Journal of Orthopaedic Case Reports ◽

10.13107/jocr.2021.v11.i01.1972 ◽

2021 ◽

Vol 11 (1) ◽

Author(s):

Siddharth Jain ◽

Sitender Garg ◽

Ravi Mittal

Keyword(s):

Case Report ◽

Benign Tumor ◽

Histopathological Examination ◽

Good Prognosis ◽

Chondromyxoid Fibroma ◽

Intralesional Curettage ◽

Neck Of Femur ◽

Left Femur ◽

History Of ◽

Children And Young Adults

Introduction: Chondromyxoid fibroma (CMF) is an uncommon benign tumor accounts for <2% of all benign and <1% all bone tumors. It is a cartilage tumor with myxoid and fibrous elements. Because of rarity and resemblance with other benign and malignant tumor, diagnosis of this tumor always remains challenging. Often, this lesion affects metaphysis of long growing bones of children and young adults. Common locations of this tumor are around the growth plate of proximal tibia and fibula and distal femur. Case Report: A 21-year-old male presented to orthopedic outpatient department with a history of the left hip pain for 1 year, following a trivial fall before 1 year. The patient was not able to do heavy strenuous activities such as running, jumping, and other sports activities. Terminal range of movements were painful. Magnetic resonance imaging suggested of cystic lesion involving synovial lining near head-and-neck junction of the left femur. Curettage of the lesion was done. The bone defect was not found to be large enough to be filled with bone graft. Histopathological examination showed lobular pattern with stellate to spindle-shaped cells on the myxoid background.

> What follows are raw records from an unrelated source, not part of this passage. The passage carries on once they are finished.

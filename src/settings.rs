//! Control preferences and steering conversion
//!
//! Persisted separately from runs in LocalStorage. Both input modes end up as
//! a screen-space offset from the player sprite, which becomes the
//! direction-plus-intensity signal the simulation consumes.

use glam::Vec2;
use serde::{Deserialize, Serialize};

use crate::sim::TickInput;

/// Offsets shorter than this (pixels) are ignored
pub const POINTER_DEAD_ZONE_PX: f32 = 10.0;
/// Offset (pixels) at which steering reaches full intensity
pub const POINTER_FULL_PX: f32 = 100.0;

/// How steering input is produced
#[derive(Debug, Clone, Copy, PartialEq, Eq, Serialize, Deserialize, Default)]
pub enum InputMode {
    /// Mouse or touch position relative to the player
    #[default]
    Pointer,
    /// Device orientation acting as a virtual pointer
    Tilt,
}

impl InputMode {
    pub fn as_str(&self) -> &'static str {
        match self {
            InputMode::Pointer => "pointer",
            InputMode::Tilt => "tilt",
        }
    }

    pub fn from_str(s: &str) -> Option<Self> {
        match s.to_lowercase().as_str() {
            "pointer" | "touch" | "mouse" => Some(InputMode::Pointer),
            "tilt" | "gyro" => Some(InputMode::Tilt),
            _ => None,
        }
    }
}

/// Device attitude treated as "level"
#[derive(Debug, Clone, Copy, PartialEq, Serialize, Deserialize, Default)]
pub struct TiltNeutral {
    /// Front-back tilt in degrees
    pub beta: f32,
    /// Left-right tilt in degrees
    pub gamma: f32,
}

/// One frame of steering
#[derive(Debug, Clone, Copy, PartialEq, Default)]
pub struct Steering {
    /// Unit direction in maze space (+y is south), zero when idle
    pub dir: Vec2,
    /// 0..=1
    pub intensity: f32,
}

impl Steering {
    /// Copy into the per-frame simulation input
    pub fn apply(self, input: &mut TickInput) {
        input.steer = self.dir;
        input.intensity = self.intensity;
    }
}

/// Input preferences
#[derive(Debug, Clone, PartialEq, Serialize, Deserialize)]
#[serde(default)]
pub struct ControlSettings {
    pub input_mode: InputMode,

    // === Tilt ===
    /// Tilt (degrees) that maps to a full-length virtual offset
    pub tilt_max_deg: f32,
    pub tilt_sensitivity: f32,
    /// Length of the virtual pointer offset at full tilt
    pub tilt_radius_px: f32,
    /// Calibrated rest attitude
    pub tilt_neutral: Option<TiltNeutral>,
}

impl Default for ControlSettings {
    fn default() -> Self {
        Self {
            input_mode: InputMode::Pointer,
            tilt_max_deg: 25.0,
            tilt_sensitivity: 1.0,
            tilt_radius_px: 170.0,
            tilt_neutral: None,
        }
    }
}

impl ControlSettings {
    /// Pull every value back into its usable range
    pub fn sanitized(mut self) -> Self {
        let fix = |v: f32, lo: f32, hi: f32, default: f32| {
            if v.is_finite() { v.clamp(lo, hi) } else { default }
        };
        let d = Self::default();
        self.tilt_max_deg = fix(self.tilt_max_deg, 5.0, 90.0, d.tilt_max_deg);
        self.tilt_sensitivity = fix(self.tilt_sensitivity, 0.2, 3.0, d.tilt_sensitivity);
        self.tilt_radius_px = fix(self.tilt_radius_px, 60.0, 320.0, d.tilt_radius_px);
        self
    }

    /// Steering from a pointer position and the player's on-screen position
    pub fn pointer_steering(&self, pointer: Vec2, player: Vec2) -> Steering {
        offset_steering(pointer - player)
    }

    /// Steering from device orientation angles (degrees)
    pub fn tilt_steering(&self, beta: f32, gamma: f32) -> Steering {
        let neutral = self.tilt_neutral.unwrap_or_default();
        let n = Vec2::new(gamma - neutral.gamma, beta - neutral.beta) / self.tilt_max_deg
            * self.tilt_sensitivity;
        let n = n.clamp(Vec2::NEG_ONE, Vec2::ONE);
        offset_steering(n * self.tilt_radius_px)
    }

    /// Use the current attitude as level
    pub fn calibrate_tilt(&mut self, beta: f32, gamma: f32) {
        self.tilt_neutral = Some(TiltNeutral { beta, gamma });
        log::info!("Tilt calibrated at beta {beta:.1} gamma {gamma:.1}");
    }

    /// LocalStorage key
    #[allow(dead_code)]
    const STORAGE_KEY: &'static str = "maze_chase_controls";

    /// Load controls from LocalStorage (WASM only)
    #[cfg(target_arch = "wasm32")]
    pub fn load() -> Self {
        let storage = web_sys::window()
            .and_then(|w| w.local_storage().ok())
            .flatten();

        if let Some(storage) = storage {
            if let Ok(Some(json)) = storage.get_item(Self::STORAGE_KEY) {
                if let Ok(settings) = serde_json::from_str::<Self>(&json) {
                    log::info!("Loaded control settings from LocalStorage");
                    return settings.sanitized();
                }
            }
        }

        log::info!("Using default control settings");
        Self::default()
    }

    /// Save controls to LocalStorage (WASM only)
    #[cfg(target_arch = "wasm32")]
    pub fn save(&self) {
        let storage = web_sys::window()
            .and_then(|w| w.local_storage().ok())
            .flatten();

        if let Some(storage) = storage {
            if let Ok(json) = serde_json::to_string(self) {
                let _ = storage.set_item(Self::STORAGE_KEY, &json);
                log::info!("Control settings saved");
            }
        }
    }

    /// Native stubs
    #[cfg(not(target_arch = "wasm32"))]
    pub fn load() -> Self {
        Self::default()
    }

    #[cfg(not(target_arch = "wasm32"))]
    pub fn save(&self) {
        // No-op for native
    }
}

fn offset_steering(offset: Vec2) -> Steering {
    let dist = offset.length();
    if !dist.is_finite() || dist <= POINTER_DEAD_ZONE_PX {
        return Steering::default();
    }
    Steering {
        dir: offset / dist,
        intensity: (dist / POINTER_FULL_PX).min(1.0),
    }
}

Conclusion: CMF of subcapital region of femoral neck is an extremely unusual presentation. When occurring in middle-aged persons and in uncommon locations, this can raise suspicion of chondrosarcoma. Although intralesional curettage has the risk of recurrence in post-operative period, sufficient and careful curettage and excision of lesion will be enough to treat these benign lesions with good prognosis. Keywords: Chondromyxoid fibroma, intracapsular, benign tumor.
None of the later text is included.